Lisipo y lisístrato

Florecido siglo IV a. C.

Escultores

Hermanos Lisipo y Lisístrato eran hermanos de Sición, escultores en bronce y activos alrededor del año 370-320 a. C. El principal reclamo de la fama de Lisístrato fue su uso innovador de moldes de yeso de sujetos reales como base para sus retratos. Entre sus obras se encontraba una famosa estatua de Melanippe. También tomó moldes de otras estatuas, posiblemente para su uso posterior en su propio taller o como un artículo vendible y fácilmente reproducible. Lisipo fue prodigioso en su producción e hizo innovaciones sustanciales a los estándares de escultura establecidos por Políclito, al hacer sus figuras más delgadas, dándoles cabezas más pequeñas y apuntando a un efecto más naturalista en la representación de detalles como el cabello. Su retrato de Alejandro Magno con la mirada penetrante hacia arriba y la cabeza ligeramente dirigida hacia la izquierda bajo una melena de cabello ondulado fue tan admirado por su tema que solo a Lisipo se le encargó esculpir la imagen del rey.

Reproducciones. Copias de originales de bronce y descripciones detalladas de fuentes antiguas dan una indicación de su estilo. Esculpió muchas figuras atléticas y militares que se convirtieron en dedicatorias en Olimpia y en otros lugares; el retrato de Agias, que hoy conocemos a través de una copia (posiblemente contemporánea), es un ejemplo famoso. Entre sus obras más conocidas se encuentra la Apoxuomenos (atleta que se raspa el aceite de sí mismo), cuyos brazos extendidos hacia el espacio del espectador rompieron con la estatuaria del "bloque" policlitano, y luego se convirtió en objeto de obsesión para el emperador romano, Tiberio.
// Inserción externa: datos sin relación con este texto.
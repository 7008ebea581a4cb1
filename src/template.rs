//! One-call compile and render.

use serde_json::Value;

use crate::assembler::{Fragment, assemble};
use crate::builder::Builder;
use crate::config::Config;
use crate::decomposer::decompose;
use crate::error::Result;
use crate::formatter::Formatters;
use crate::interleave::Layout;
use crate::marker::TemplateSource;
use crate::scope::{ScopeGraph, ScopeId};
use crate::sequencer::sequence;

/// A compiled template, immutable after [`Template::compile`].
#[derive(Debug, Clone)]
pub struct Template {
    graph: ScopeGraph,
    order: Vec<ScopeId>,
    layout: Layout,
    builder: Builder,
}

impl Template {
    /// Decompose, sequence, interleave and compile `source`.
    pub fn compile(source: &TemplateSource, config: &Config) -> Result<Self> {
        let graph = decompose(&source.markers, config.unterminated)?;
        let order = sequence(&graph);
        let layout = Layout::interleave(&graph, &source.text)?;
        let builder = Builder::compile(&graph, &order, &layout, config)?;
        log::info!(
            "compiled template: {} markers, {} scopes",
            source.markers.len(),
            graph.nodes().len()
        );
        Ok(Self {
            graph,
            order,
            layout,
            builder,
        })
    }

    /// Like [`Template::compile`], also checking every formatter against
    /// `formatters` up front.
    pub fn compile_with(
        source: &TemplateSource,
        config: &Config,
        formatters: &Formatters,
    ) -> Result<Self> {
        let template = Self::compile(source, config)?;
        template.validate(formatters)?;
        Ok(template)
    }

    pub fn validate(&self, formatters: &Formatters) -> Result<()> {
        self.builder.validate(formatters)
    }

    /// Unsorted fragments of one render.
    pub fn fragments(&self, data: &Value, formatters: &Formatters) -> Result<Vec<Fragment>> {
        self.builder.run(data, formatters)
    }

    pub fn render(&self, data: &Value, formatters: &Formatters) -> Result<String> {
        Ok(assemble(self.fragments(data, formatters)?))
    }

    pub fn graph(&self) -> &ScopeGraph {
        &self.graph
    }

    pub fn order(&self) -> &[ScopeId] {
        &self.order
    }

    pub fn layout(&self) -> &Layout {
        &self.layout
    }

    pub fn builder(&self) -> &Builder {
        &self.builder
    }
}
Además de varios dioses como Dioniso, esculpió a Heracles muchas veces, incluida una forma colosal en Tarento, una miniatura (los llamados Epitrapezios, de un pie de altura) y el famoso Farnese Heracles donde el gran héroe se apoya exhausto en su garrote después de completar sus labores. Su estatua de Kairos (Opportunity) parece haber sido alegórica y representaba a un joven delgado con cabello largo al frente y calvo en la espalda, sosteniendo una navaja para indicar su propia presencia fugaz. La influencia de Lisipo fue particularmente fuerte en la era helenística (323-331 a. C.), y continuó inmediatamente en su escuela en el trabajo de sus hijos y alumnos, como Eutícrates, Eutíquides, Tisícrates y Cares, el escultor del Coloso de Rodas. , otra de las Siete Maravillas del Mundo.